CGT: Changes proposed for relief on homes
Budget 2018 included the news that HMRC wants to ensure a better focus is given to the CGT relief enjoyed by those who make gains from selling their own homes: private residence relief.
HMRC’s ‘better focus’ of the principle private residence relief (PPR) will:
- reduce the final period exemption from 18 months to nine; and
- restrict the application of lettings relief only to where conditions on ‘shared occupancy’ are met.
HMRC estimates that these changes will net the Treasury £470m over the next five years, with the changes taking effect from 6 April 2020. The details are set out in the consultation document ‘Capital Gains Tax: Private Residence Relief: changes to the ancillary reliefs’, published by HMRC on 1 April 2019.
Reduction of the final period exemption
Extending private residence relief to the final period of ownership enables taxpayers to sell a former home with the full benefit of the relief, even if they have already moved into a new residence when the sale takes place, provided the former home had been occupied as a main residence at some time in the period of ownership.
The final period exemption was reduced from 36 to 18 months in April 2014 and HMRC has proposed reducing this further to nine months from April 2020.
HMRC notes that the nine-month window is “still twice the length of an average property transaction” (Budget Brief 2018), but that will be of small comfort for those taxpayers unfortunate enough to find themselves involved in a ‘non-average’ transaction.

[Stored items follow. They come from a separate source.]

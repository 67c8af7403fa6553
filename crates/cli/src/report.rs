//! Text and JSON rendering of analysis results

use anyhow::Result;
use colored::Colorize;
use serde_json::json;
use sipscope_analyzer::parser::LineKind;
use sipscope_analyzer::stats::{code_description, StatRow, UNKNOWN_RESPONSE_CODE};
use sipscope_analyzer::{Analysis, FrameInfo, MessageAnalysis, SipStats};
use std::io::Write;
use tabled::settings::Style;
use tabled::{Table, Tabled};

/// Output format selected on the command line
#[derive(Debug, Clone, Copy, PartialEq, Eq, clap::ValueEnum)]
pub enum OutputFormat {
    Text,
    Json,
}

/// Write the result of one frame
pub fn write_analysis(
    out: &mut impl Write,
    frame: &FrameInfo,
    analysis: &Analysis,
    data: &[u8],
    format: OutputFormat,
) -> Result<()> {
    match format {
        OutputFormat::Json => writeln!(out, "{}", analysis.to_json()?)?,
        OutputFormat::Text => write_text(out, frame, analysis, data)?,
    }
    Ok(())
}

fn write_text(out: &mut impl Write, frame: &FrameInfo, analysis: &Analysis, data: &[u8]) -> Result<()> {
    let prefix = format!(
        "{:>5} {:<4} {} -> {}",
        frame.id, frame.transport, frame.source, frame.destination
    );
    if analysis.not_sip {
        writeln!(out, "{} {}", prefix, "not SIP".dimmed())?;
        return Ok(());
    }
    for message in &analysis.messages {
        writeln!(out, "{}#{} {}", prefix, message.index, describe(message, data))?;
        for warning in message.message.all_warnings() {
            let text = data
                .get(warning.span.clone())
                .map(String::from_utf8_lossy)
                .unwrap_or_default();
            writeln!(out, "        {} {}: {:?}", "warning".red(), warning.kind, text)?;
        }
    }
    if let Some(offset) = analysis.need_more_data {
        writeln!(out, "{} {}", prefix, format!("waiting for more data at offset {}", offset).dimmed())?;
    }
    Ok(())
}

fn describe(analysis: &MessageAnalysis, data: &[u8]) -> String {
    let message = &analysis.message;
    let mut line = match &message.line {
        LineKind::RequestLine {
            method, request_uri, ..
        } => {
            let uri = data.get(request_uri.clone()).map(String::from_utf8_lossy).unwrap_or_default();
            if method.is_known() {
                format!("Request: {} {}", method, uri)
            } else {
                format!("Unknown request: {} {}", method, uri)
            }
        }
        LineKind::StatusLine { code, reason, .. } => {
            let reason = data.get(reason.clone()).map(String::from_utf8_lossy).unwrap_or_default();
            format!("Status: {} {}", code, reason)
        }
        LineKind::Other => "Continuation".to_string(),
    };

    if let Some(result) = &analysis.correlation {
        if let Some(original) = result.original_frame_of_resend {
            line.push_str(&format!(" {}", format!("[resend of {}]", original).yellow()));
        }
        match (result.matching_request_frame, result.setup_time_ms, result.response_time_ms) {
            (Some(invite), Some(setup), _) => line.push_str(&format!(" [ACK for {}, setup {} ms]", invite, setup)),
            (Some(request), _, Some(elapsed)) => {
                line.push_str(&format!(" [response to {} in {} ms]", request, elapsed))
            }
            (Some(request), _, None) => line.push_str(&format!(" [response to {}]", request)),
            _ => {}
        }
        if let Some(release) = result.release_time_ms {
            line.push_str(&format!(" [release {} ms]", release));
        }
    }
    if let Some(registration) = &analysis.registration {
        line.push_str(&format!(" ({})", registration));
    }
    line
}

#[derive(Tabled)]
struct StatsLine {
    #[tabled(rename = "Method / Code")]
    name: String,
    #[tabled(rename = "Count")]
    count: u64,
    #[tabled(rename = "Resent")]
    resent: u64,
    #[tabled(rename = "Min setup (s)")]
    min_setup: String,
    #[tabled(rename = "Avg setup (s)")]
    avg_setup: String,
    #[tabled(rename = "Max setup (s)")]
    max_setup: String,
}

fn seconds(ms: Option<f64>) -> String {
    ms.map(|ms| format!("{:.3}", ms / 1000.0)).unwrap_or_else(|| "-".to_string())
}

fn stats_line(name: String, row: &StatRow) -> StatsLine {
    StatsLine {
        name,
        count: row.count,
        resent: row.resent,
        min_setup: seconds(row.min_setup_ms.map(|ms| ms as f64)),
        avg_setup: seconds(row.avg_setup_ms()),
        max_setup: seconds(row.max_setup_ms.map(|ms| ms as f64)),
    }
}

fn code_label(code: u16) -> String {
    if code == UNKNOWN_RESPONSE_CODE {
        return format!("{} Unknown response", code);
    }
    match code_description(code) {
        Some(text) => format!("{} {}", code, text),
        None => code.to_string(),
    }
}

/// Write the aggregated statistics
pub fn write_stats(out: &mut impl Write, stats: &SipStats, format: OutputFormat) -> Result<()> {
    match format {
        OutputFormat::Json => {
            writeln!(out, "{}", json!({ "stats": stats }))?;
        }
        OutputFormat::Text => {
            let lines: Vec<StatsLine> = stats
                .requests
                .iter()
                .map(|(method, row)| stats_line(method.clone(), row))
                .chain(stats.responses.iter().map(|(code, row)| stats_line(code_label(*code), row)))
                .collect();
            if lines.is_empty() {
                writeln!(out, "no SIP messages")?;
                return Ok(());
            }
            writeln!(out)?;
            writeln!(out, "{}", Table::new(lines).with(Style::rounded()))?;
            writeln!(
                out,
                "{} requests, {} responses, {} resent",
                stats.total_requests(),
                stats.total_responses(),
                stats.total_resent()
            )?;
        }
    }
    Ok(())
}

There is a welcome exception for the disabled or those moving into a long-term care home, where the final period exemption will continue to be 36 months (TCGA 1992 s 225E).

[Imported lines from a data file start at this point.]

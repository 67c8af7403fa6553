use crate::error::{Warning, WarningKind};
use crate::parser::utils::{is_wsp, leading_u32, skip_wsp, trim_wsp_end};
use crate::types::{CSeqValue, Method, RAckValue};

/// CSeq  =  "CSeq" HCOLON 1*DIGIT LWS Method
///
/// A missing method or one longer than `max_method_len` drops the value and
/// records a warning. The rest of the message is unaffected.
pub fn parse_cseq(
    buf: &[u8],
    start: usize,
    end: usize,
    max_method_len: usize,
    warnings: &mut Vec<Warning>,
) -> Option<CSeqValue> {
    let end = end.min(buf.len());
    let number_start = skip_wsp(buf, start, end);
    let digits = buf[number_start..end]
        .iter()
        .take_while(|c| c.is_ascii_digit())
        .count();
    let number = match leading_u32(&buf[number_start..end]) {
        Some(n) => n,
        None => {
            warnings.push(Warning::new(WarningKind::MalformedCSeq, start..end));
            return None;
        }
    };
    let number_end = number_start + digits;

    let method_start = match buf[number_end..end].iter().position(u8::is_ascii_alphabetic) {
        Some(i) => number_end + i,
        None => {
            warnings.push(Warning::new(WarningKind::MalformedCSeq, start..end));
            return None;
        }
    };
    let method_end = trim_wsp_end(buf, method_start, end);
    if method_end - method_start > max_method_len {
        warnings.push(Warning::new(
            WarningKind::CSeqMethodTooLong,
            method_start..method_end,
        ));
        return None;
    }

    Some(CSeqValue {
        number,
        number_span: number_start..number_end,
        method: Method::from_bytes(&buf[method_start..method_end]),
        method_span: method_start..method_end,
    })
}

/// RAck  =  "RAck" HCOLON response-num LWS CSeq-num LWS Method
pub fn parse_rack(
    buf: &[u8],
    start: usize,
    end: usize,
    warnings: &mut Vec<Warning>,
) -> Option<RAckValue> {
    let end = end.min(buf.len());
    let mut tokens = buf[start.min(end)..end]
        .split(|&c| is_wsp(c))
        .filter(|t| !t.is_empty());

    let parsed = (|| {
        let response_num = leading_u32(tokens.next()?)?;
        let cseq_num = leading_u32(tokens.next()?)?;
        let method = Method::from_bytes(tokens.next()?);
        Some(RAckValue {
            response_num,
            cseq_num,
            method,
        })
    })();

    if parsed.is_none() {
        warnings.push(Warning::new(WarningKind::MalformedRAck, start..end));
    }
    parsed
}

This relief was introduced nearly 40 years ago and was designed “to ensure people could let out spare rooms within their property on a casual basis without losing the benefit of PRR. This may be, for example, where there are a number of lodgers sharing the property with the owner” (consultation document, para 4.1).
The current legislation (TCGA 1992 s 223(4)) refers to property having been “wholly or partly let … as residential accommodation” and makes no reference to ‘spare rooms’ or ‘sharing the property with the owner’. If HMRC had intended the relief only to apply in those circumstances it would have been easy enough to draft the legislation in those terms.
From 6 April 2020, lettings relief will be available only where the owner continues in occupation alongside one or more lodgers, and will not apply where the whole house is let. For many, this will increase the capital gains tax liability arising on the sale of a previously let property by £40,000. However, it is always worth checking whether one of the other extensions to private residence relief applies, for example, if the owner moves into job-related accommodation or temporarily works abroad and lets the property for that period.
The consultation also proposes three ‘technical’ changes to private residence relief.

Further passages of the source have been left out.